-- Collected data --
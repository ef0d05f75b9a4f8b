//! # Load, Mark, Save, Reload
//!
//! Drives a four-section project through the whole lifecycle: configuration
//! load, tag overrides, database replay, mutation and persistence.

use std::path::{Path, PathBuf};

use cbx_core::{ControlState, PLACEHOLDER};
use cbx_empire::{Empire, EmpireError, MarkOutcome, StateDatabase, StateRecord, NOT_REQUIRED_STATEMENT};

fn fixture(name: &str) -> PathBuf {
    Path::new(env!("CARGO_MANIFEST_DIR"))
        .join("tests")
        .join("fixtures")
        .join(name)
}

/// Write a configuration covering every format into `dir`.
fn write_config(dir: &Path, extra: &str) -> PathBuf {
    let config = format!(
        r#"project = "Webshop"
database_file = "state.toml"

[sections.asvs]
name = "Web application"
prefix = "ASVS"
description = "Level 2 review"
file_type = "ASVS_JSON"
data_file = {asvs:?}

[sections.isvs]
name = "Firmware"
prefix = "I"
description = "Device review"
file_type = "OWASP_ISVS_JSON"
data_file = {isvs:?}

[sections.masvs]
name = "Mobile"
prefix = "M"
description = "Companion app"
file_type = "MASVS_YAML"
data_file = {masvs:?}

[sections.wstg]
name = "Testing"
prefix = "W"
description = "Pentest"
file_type = "WSTG_JSON"
data_file = {wstg:?}

{extra}
"#,
        asvs = fixture("asvs.json").display().to_string(),
        isvs = fixture("isvs.json").display().to_string(),
        masvs = fixture("masvs.yaml").display().to_string(),
        wstg = fixture("checklist.json").display().to_string(),
    );
    let path = dir.join("config.toml");
    std::fs::write(&path, config).unwrap();
    path
}

fn state(empire: &Empire, uid: &str) -> ControlState {
    empire.find_by_uid(uid).unwrap().state()
}

#[test]
fn sections_load_in_configuration_order() {
    let dir = tempfile::tempdir().unwrap();
    let empire = Empire::load_config(&write_config(dir.path(), "")).unwrap();
    let prefixes: Vec<_> = empire.sections().iter().map(|s| s.manual_prefix()).collect();
    assert_eq!(prefixes, ["ASVS", "I", "M", "W"]);
    assert_eq!(empire.controls().count(), 3 + 2 + 3 + 3);
    assert!(empire.duplicate_uids().is_empty());
}

#[test]
fn asvs_field_mapping() {
    let dir = tempfile::tempdir().unwrap();
    let empire = Empire::load_config(&write_config(dir.path(), "")).unwrap();
    let control = empire.find_by_uid("ASVS-V1.1.1").unwrap();
    assert_eq!(control.cwe, vec![79]);
    assert_eq!(control.nist, vec!["SC-1".to_string()]);
    assert_eq!(control.state(), ControlState::Unchecked);
    assert_eq!(control.levels, vec!["L2".to_string(), "L3".to_string()]);

    let section = &empire.sections()[0];
    assert_eq!(section.data_shortname(), "ASVS");
    assert_eq!(section.data_version(), "4.0.3");
}

#[test]
fn isvs_is_flattened_under_placeholders() {
    let dir = tempfile::tempdir().unwrap();
    let empire = Empire::load_config(&write_config(dir.path(), "")).unwrap();
    let section = &empire.sections()[1];
    assert_eq!(section.groups().len(), 1);
    let group = &section.groups()[0];
    assert_eq!(group.shortcode, PLACEHOLDER);
    assert_eq!(group.items.len(), 1);
    assert_eq!(group.items[0].controls.len(), 2);
    assert!(empire.find_by_uid("I-1.1.2").unwrap().cwe.is_empty());
}

#[test]
fn masvs_statement_is_seeded() {
    let dir = tempfile::tempdir().unwrap();
    let empire = Empire::load_config(&write_config(dir.path(), "")).unwrap();
    let control = empire.find_by_uid("M-MASVS-STORAGE-1").unwrap();
    assert_eq!(control.statement(), Some("The app securely stores sensitive data."));
    assert_eq!(control.state(), ControlState::Unchecked);
    assert_eq!(empire.sections()[2].data_version(), "v2.0.0");
}

#[test]
fn wstg_shortcodes_are_deterministic() {
    let dir = tempfile::tempdir().unwrap();
    let config = write_config(dir.path(), "");
    let first = Empire::load_config(&config).unwrap();
    let second = Empire::load_config(&config).unwrap();
    let uids = |empire: &Empire| -> Vec<String> {
        empire.sections()[3].controls().map(|c| c.uid()).collect()
    };
    assert_eq!(uids(&first), uids(&second));

    let objective = "Identify the third-party sources of information leakage.";
    let uid = format!("W-{}", cbx_core::sha256_hex(objective));
    assert!(first.find_by_uid(&uid).is_some());

    let groups: Vec<_> = first.sections()[3].groups().iter().map(|g| g.shortcode.as_str()).collect();
    assert_eq!(groups, ["WSTG-INFO", "WSTG-CONF"]);
}

#[test]
fn round_trip_through_database() {
    let dir = tempfile::tempdir().unwrap();
    let config = write_config(dir.path(), "");
    let mut empire = Empire::load_config(&config).unwrap();
    assert_eq!(
        empire.mark("ASVS-V2.1.1", "checked", "ok"),
        MarkOutcome::Applied(ControlState::Checked)
    );
    assert!(empire.save_database().unwrap());

    let reloaded = Empire::load_config(&config).unwrap();
    let control = reloaded.find_by_uid("ASVS-V2.1.1").unwrap();
    assert_eq!(control.state(), ControlState::Checked);
    assert_eq!(control.statement(), Some("ok"));
    assert_eq!(state(&reloaded, "ASVS-V2.1.2"), ControlState::Unchecked);
}

#[test]
fn tag_override_without_database_entry() {
    let dir = tempfile::tempdir().unwrap();
    let config = write_config(dir.path(), "[project_tags]\nhas_login = false\n");
    let empire = Empire::load_config(&config).unwrap();
    for uid in ["ASVS-V2.1.1", "ASVS-V2.1.2"] {
        let control = empire.find_by_uid(uid).unwrap();
        assert_eq!(control.state(), ControlState::NotRelevant);
        assert_eq!(control.statement(), Some(NOT_REQUIRED_STATEMENT));
    }
    assert_eq!(state(&empire, "ASVS-V1.1.1"), ControlState::Unchecked);
}

#[test]
fn database_overrides_tag_default() {
    let dir = tempfile::tempdir().unwrap();
    let config = write_config(dir.path(), "[project_tags]\nhas_login = false\n");
    StateDatabase {
        controls: vec![StateRecord {
            uid: "ASVS-V2.1.1".to_string(),
            state: "checked".to_string(),
            statement: "login is in scope after all".to_string(),
        }],
    }
    .save(&dir.path().join("state.toml"))
    .unwrap();

    let empire = Empire::load_config(&config).unwrap();
    assert_eq!(state(&empire, "ASVS-V2.1.1"), ControlState::Checked);
    assert_eq!(state(&empire, "ASVS-V2.1.2"), ControlState::NotRelevant);
}

#[test]
fn true_tag_has_no_effect() {
    let dir = tempfile::tempdir().unwrap();
    let config = write_config(dir.path(), "[project_tags]\nhas_login = true\nis_mobile_app = false\n");
    let empire = Empire::load_config(&config).unwrap();
    assert_eq!(state(&empire, "ASVS-V2.1.1"), ControlState::Unchecked);
    assert_eq!(state(&empire, "M-MASVS-CRYPTO-1"), ControlState::NotRelevant);
}

#[test]
fn project_tag_patterns_extend_builtin_table() {
    let dir = tempfile::tempdir().unwrap();
    let extra = "[project_tags]\nis_iot = false\n\n[tag_patterns]\nis_iot = [\"I-*\"]\n";
    let empire = Empire::load_config(&write_config(dir.path(), extra)).unwrap();
    assert_eq!(state(&empire, "I-1.1.1"), ControlState::NotRelevant);
    assert_eq!(state(&empire, "I-1.1.2"), ControlState::NotRelevant);
}

#[test]
fn unknown_uid_mark_changes_nothing() {
    let dir = tempfile::tempdir().unwrap();
    let mut empire = Empire::load_config(&write_config(dir.path(), "")).unwrap();
    let before = empire.to_representation();
    assert_eq!(empire.mark("NOPE-1.1.1", "checked", "x"), MarkOutcome::UnknownUid);
    assert_eq!(empire.to_representation(), before);
}

#[test]
fn invalid_state_leaves_control_untouched() {
    let dir = tempfile::tempdir().unwrap();
    let mut empire = Empire::load_config(&write_config(dir.path(), "")).unwrap();
    empire.mark("ASVS-V1.1.1", "not_relevant", "");
    let outcome = empire.mark("ASVS-V1.1.1", "bogus", "x");
    assert!(matches!(outcome, MarkOutcome::Rejected(_)));
    assert_eq!(state(&empire, "ASVS-V1.1.1"), ControlState::NotRelevant);
}

#[test]
fn stale_database_entries_are_dropped_on_save() {
    let dir = tempfile::tempdir().unwrap();
    let config = write_config(dir.path(), "");
    let db_path = dir.path().join("state.toml");
    StateDatabase {
        controls: vec![StateRecord {
            uid: "ASVS-V99.1.1".to_string(),
            state: "checked".to_string(),
            statement: String::new(),
        }],
    }
    .save(&db_path)
    .unwrap();

    let empire = Empire::load_config(&config).unwrap();
    empire.save_database().unwrap();
    let saved = StateDatabase::load(&db_path).unwrap().unwrap();
    assert_eq!(saved.controls.len(), empire.controls().count());
    assert!(saved.controls.iter().all(|r| r.uid != "ASVS-V99.1.1"));
}

#[test]
fn representation_is_idempotent() {
    let dir = tempfile::tempdir().unwrap();
    let empire = Empire::load_config(&write_config(dir.path(), "")).unwrap();
    assert_eq!(empire.to_representation(), empire.to_representation());
}

#[test]
fn missing_data_file_names_the_section() {
    let dir = tempfile::tempdir().unwrap();
    let config = dir.path().join("config.toml");
    std::fs::write(
        &config,
        "project = \"p\"\n[sections.web]\nname = \"n\"\nprefix = \"P\"\ndescription = \"d\"\n\
         file_type = \"ASVS_JSON\"\ndata_file = \"absent.json\"\n",
    )
    .unwrap();
    let err = Empire::load_config(&config).unwrap_err();
    assert!(matches!(err, EmpireError::SectionLoad { ref key, .. } if key == "web"));
    assert!(format!("{err}").contains("absent.json"));
}

#[test]
fn config_missing_required_key_is_fatal() {
    let dir = tempfile::tempdir().unwrap();
    let config = dir.path().join("config.toml");
    std::fs::write(&config, "project = \"p\"\n").unwrap();
    let err = Empire::load_config(&config).unwrap_err();
    assert!(matches!(err, EmpireError::ConfigParse { .. }));
    assert!(format!("{err}").contains("sections"));
}

#[test]
fn unknown_file_type_is_a_config_error() {
    let dir = tempfile::tempdir().unwrap();
    let config = dir.path().join("config.toml");
    std::fs::write(
        &config,
        "project = \"p\"\n[sections.web]\nname = \"n\"\nprefix = \"P\"\ndescription = \"d\"\n\
         file_type = \"PDF\"\ndata_file = \"x.pdf\"\n",
    )
    .unwrap();
    assert!(matches!(
        Empire::load_config(&config).unwrap_err(),
        EmpireError::ConfigParse { .. }
    ));
}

-- Assignment --
Beginning at the opening line of the data, transcribe each line exactly until you reach the line with "fn fixture(name: &str)", which you also include, and go no further.

-- Solution for this exercise --
repository ef0d05f75b9a4f8b
//! # Load, Mark, Save, Reload
//!
//! Drives a four-section project through the whole lifecycle: configuration
//! load, tag overrides, database replay, mutation and persistence.

use std::path::{Path, PathBuf};

use cbx_core::{ControlState, PLACEHOLDER};
use cbx_empire::{Empire, EmpireError, MarkOutcome, StateDatabase, StateRecord, NOT_REQUIRED_STATEMENT};

fn fixture(name: &str) -> PathBuf {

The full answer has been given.